In the Derivative Action, the individual defendants were sued for breaching their fiduciary duties to VEREIT as members of VEREIT's board of directors, not to AR Capital (NYSCEF Doc No. 293, amended verified shareholder derivative complaint, ¶¶ 143-148, 155-160, 161-166). The complaint alleged that the individual defendants, "because of their positions of control and authority as directors and/or officers of [VEREIT], were able to and did, directly and/or indirectly, exercise control over the wrongful acts complained of herein, as well as the contents of the various public statements issued by [VEREIT]" (id., ¶ 23). Thus, the individual defendants only faced liability in their VEREIT capacities. And, the AR Capital parties only seek to recover amounts paid by the individual defendants in the Derivative Action settlement.

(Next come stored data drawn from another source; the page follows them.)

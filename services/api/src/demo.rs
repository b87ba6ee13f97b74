use std::collections::BTreeSet;
use std::io::Cursor;
use std::path::PathBuf;
use std::sync::Arc;

use chrono::{Duration, Local, NaiveDate};
use clap::Args;
use rand::rngs::StdRng;
use rand::{Rng, SeedableRng};

use crate::infra::{analytics_config, InMemoryApplicationStore};
use recruit_ai::analytics::candidates::{
    CandidateAnalyticsService, DashboardOverview, RepeatApplicantReport, SnapshotEnricher,
};
use recruit_ai::error::AppError;

#[derive(Args, Debug)]
pub(crate) struct ReportArgs {
    /// Directory of CSV feeds, one file per source system
    #[arg(long, default_value = "data/sources")]
    pub(crate) sources_dir: PathBuf,
    /// Override the reporting date (defaults to today)
    #[arg(long, value_parser = crate::infra::parse_date)]
    pub(crate) today: Option<NaiveDate>,
    /// Seed controlling the demo enrichment attributes
    #[arg(long, default_value_t = 42)]
    pub(crate) seed: u64,
    /// Include the full candidate roster in the output
    #[arg(long)]
    pub(crate) list_candidates: bool,
}

#[derive(Args, Debug, Default)]
pub(crate) struct DemoArgs {
    /// Override the reporting date (defaults to today)
    #[arg(long, value_parser = crate::infra::parse_date)]
    pub(crate) today: Option<NaiveDate>,
    /// Seed controlling feed synthesis and enrichment
    #[arg(long, default_value_t = 42)]
    pub(crate) seed: u64,
    /// Candidate pool size for the synthesized feeds
    #[arg(long, default_value_t = 40)]
    pub(crate) candidates: usize,
    /// Skip the duplicate-scan portion of the demo
    #[arg(long)]
    pub(crate) skip_duplicates: bool,
}

pub(crate) fn run_report(args: ReportArgs) -> Result<(), AppError> {
    let ReportArgs {
        sources_dir,
        today,
        seed,
        list_candidates,
    } = args;

    let today = today.unwrap_or_else(|| Local::now().date_naive());
    let service = build_service(seed);

    let summary = service.ingest_dir(&sources_dir)?;
    println!(
        "Ingested {} records from {}",
        summary.records_ingested, summary.source_system
    );

    let overview = service.overview()?;
    render_overview(&overview, list_candidates);

    let report = service.repeat_applicants(today)?;
    render_repeat_report(&report, 10);

    Ok(())
}

pub(crate) fn run_demo(args: DemoArgs) -> Result<(), AppError> {
    let DemoArgs {
        today,
        seed,
        candidates,
        skip_duplicates,
    } = args;

    let today = today.unwrap_or_else(|| Local::now().date_naive());
    let service = build_service(seed);

    println!("Recruiter analytics demo (seed {seed})");

    let pool = CandidatePool::synthesize(seed, candidates.max(4), today);
    for (platform, csv) in pool.feeds() {
        let summary = service.ingest_reader(Cursor::new(csv), platform)?;
        println!(
            "- {}: {} records ({} total)",
            platform, summary.records_ingested, summary.total_records
        );
    }

    let overview = service.overview()?;
    render_overview(&overview, false);

    let report = service.repeat_applicants(today)?;
    render_repeat_report(&report, 5);

    if let Some(top) = report.recent.first().or_else(|| report.older.first()) {
        let changes = service.resume_changes(&top.email)?;
        println!("\nResume changes since last application ({})", top.full_name);
        if changes.applications < 2 {
            println!("  Only one application on record.");
        } else if changes.changes.is_empty() {
            println!("  No material resume changes detected.");
        } else {
            for change in &changes.changes {
                println!("  - {change}");
            }
        }
    }

    let required: BTreeSet<String> = SnapshotEnricher::seeded(seed).required_skills(3);
    let alignment = service.skill_alignment(&pool.busiest_job, &required)?;
    println!(
        "\nSkill alignment for {} (required: {})",
        alignment.job_id,
        alignment.required_skills.join(", ")
    );
    for entry in alignment.candidates.iter().take(5) {
        println!(
            "  - {} matches {} of {} required skills",
            entry.full_name,
            entry.match_count,
            alignment.required_skills.len()
        );
    }

    if !skip_duplicates {
        let pairs = service.duplicates()?;
        println!("\nProbable duplicate records: {}", pairs.len());
        for pair in pairs.iter().take(5) {
            println!(
                "  - {} ~ {} (score {:.1})",
                pair.left.0, pair.right.0, pair.score
            );
        }
    }

    Ok(())
}

fn build_service(seed: u64) -> Arc<CandidateAnalyticsService<InMemoryApplicationStore>> {
    Arc::new(CandidateAnalyticsService::new(
        Arc::new(InMemoryApplicationStore::default()),
        analytics_config(seed),
    ))
}

fn render_overview(overview: &DashboardOverview, list_candidates: bool) {
    println!("\nOverview");
    println!("- Job openings:       {}", overview.summary.job_openings);
    println!("- Total applications: {}", overview.summary.total_applications);
    println!("- Unique candidates:  {}", overview.summary.unique_candidates);
    println!("- Repeat applicants:  {}", overview.summary.repeat_applicants);

    if list_candidates {
        println!("\nCandidates");
        for entry in &overview.roster {
            println!(
                "  - {} <{}> | {} | {} | {} application(s)",
                entry.full_name,
                entry.email,
                entry.education_label,
                entry.experience_label,
                entry.applications
            );
        }
    }
}

fn render_repeat_report(report: &RepeatApplicantReport, limit: usize) {
    println!(
        "\nRepeat applicants (last {} days: {}, older: {})",
        report.recent_window_days,
        report.recent.len(),
        report.older.len()
    );
    for view in report.recent.iter().take(limit) {
        println!(
            "  - {} | applied {}x | last {} | intent {:.1}",
            view.full_name, view.times_applied, view.last_applied, view.intent.total
        );
    }
    for view in report.older.iter().take(limit) {
        println!(
            "  - {} | applied {}x | last {} | intent {:.1} (older)",
            view.full_name, view.times_applied, view.last_applied, view.intent.total
        );
    }
}

const FIRST_NAMES: [&str; 12] = [
    "Asha", "Ben", "Cara", "Dev", "Elena", "Farid", "Grace", "Hugo", "Ines", "Jonas", "Kavya",
    "Liam",
];

const LAST_NAMES: [&str; 12] = [
    "Rao", "Okafor", "Lim", "Patel", "Sousa", "Nazari", "Chen", "Meyer", "Duarte", "Berg",
    "Iyer", "Walsh",
];

const PLATFORMS: [&str; 3] = ["ATS", "LinkedIn", "JobPortal"];

struct CandidatePool {
    rows_per_platform: Vec<(String, String)>,
    busiest_job: String,
}

impl CandidatePool {
    /// Builds three platform feeds over a shared candidate pool. Candidates
    /// can apply on several platforms under platform-specific record ids,
    /// which is what makes the repeat and duplicate views interesting.
    fn synthesize(seed: u64, pool_size: usize, today: NaiveDate) -> Self {
        let mut rng = StdRng::seed_from_u64(seed);
        let header =
            "candidate_record_id,full_name,email,phone,job_id,application_platform,application_date\n";

        let mut people = Vec::with_capacity(pool_size);
        for index in 0..pool_size {
            let first = FIRST_NAMES[rng.gen_range(0..FIRST_NAMES.len())];
            let last = LAST_NAMES[rng.gen_range(0..LAST_NAMES.len())];
            people.push((
                format!("{first} {last}"),
                format!("{}.{}{}@example.com", first.to_lowercase(), last.to_lowercase(), index),
                format!("55500{index:05}"),
            ));
        }

        let mut feeds: Vec<(String, String)> = PLATFORMS
            .iter()
            .map(|platform| ((*platform).to_string(), header.to_string()))
            .collect();
        let mut job_counts: std::collections::BTreeMap<String, usize> =
            std::collections::BTreeMap::new();

        for (person_index, (name, email, phone)) in people.iter().enumerate() {
            let applications = rng.gen_range(1..=3);
            for _ in 0..applications {
                let feed_index = rng.gen_range(0..feeds.len());
                let job = format!("JOB-{}", rng.gen_range(100..=120));
                let date = today - Duration::days(rng.gen_range(0..365));
                *job_counts.entry(job.clone()).or_default() += 1;
                let (platform, csv) = &mut feeds[feed_index];
                csv.push_str(&format!(
                    "{}-{person_index:04},{name},{email},{phone},{job},{platform},{}\n",
                    platform.to_lowercase(),
                    date.format("%Y-%m-%d")
                ));
            }
        }

        let busiest_job = job_counts
            .iter()
            .max_by_key(|(_, count)| **count)
            .map(|(job, _)| job.clone())
            .unwrap_or_else(|| "JOB-100".to_string());

        Self {
            rows_per_platform: feeds,
            busiest_job,
        }
    }

    fn feeds(&self) -> impl Iterator<Item = (&str, &str)> {
        self.rows_per_platform
            .iter()
            .map(|(platform, csv)| (platform.as_str(), csv.as_str()))
    }
}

The AR Capital parties have failed to meet their burden to establish that the Insurers are required to indemnify them for the settlements in the Securities Class Action and Derivative Action. Additionally, the AR Capital parties have failed to raise an issue of fact as to whether the individual defendants were legally obligated to pay the settlements for their Wrongful Acts in an AR Capital capacity. In arguing that that the Insurers are obligated to indemnify them, the AR Capital parties point to the allegations of the Securities Class Action complaint and the Derivative Action complaint and contend that these allegations targeted the individual defendants in an AR Capital capacity. But the Insurers' indemnification obligation does not turn on the pleadings, but rather on the actual basis for the claims (see Atlantic Mut. Ins. Co., 309 AD2d at 28). In any event, the AR Capital parties have failed to demonstrate that their potential liability was for Wrongful Acts in an AR Capital capacity.

Therefore, the Insurers are entitled to a declaration that their policies do not cover the AR Capital parties' settlements in the Securities Class Action and Derivative Action.

II. SEC Action

The Insurers also argue that the AR Capital parties are not entitled to coverage for the consent judgments entered in the SEC Action. Specifically, the Insurers contend that: (1) entity coverage is not available for the consent judgment entered against AR Capital, because the SEC Action is not a Securities Claim; (2) insured persons coverage is not triggered because the individual defendants were not legally obligated to pay any portion of the consent judgment entered against AR Capital; and (3) the disgorgement is uninsurable under the law.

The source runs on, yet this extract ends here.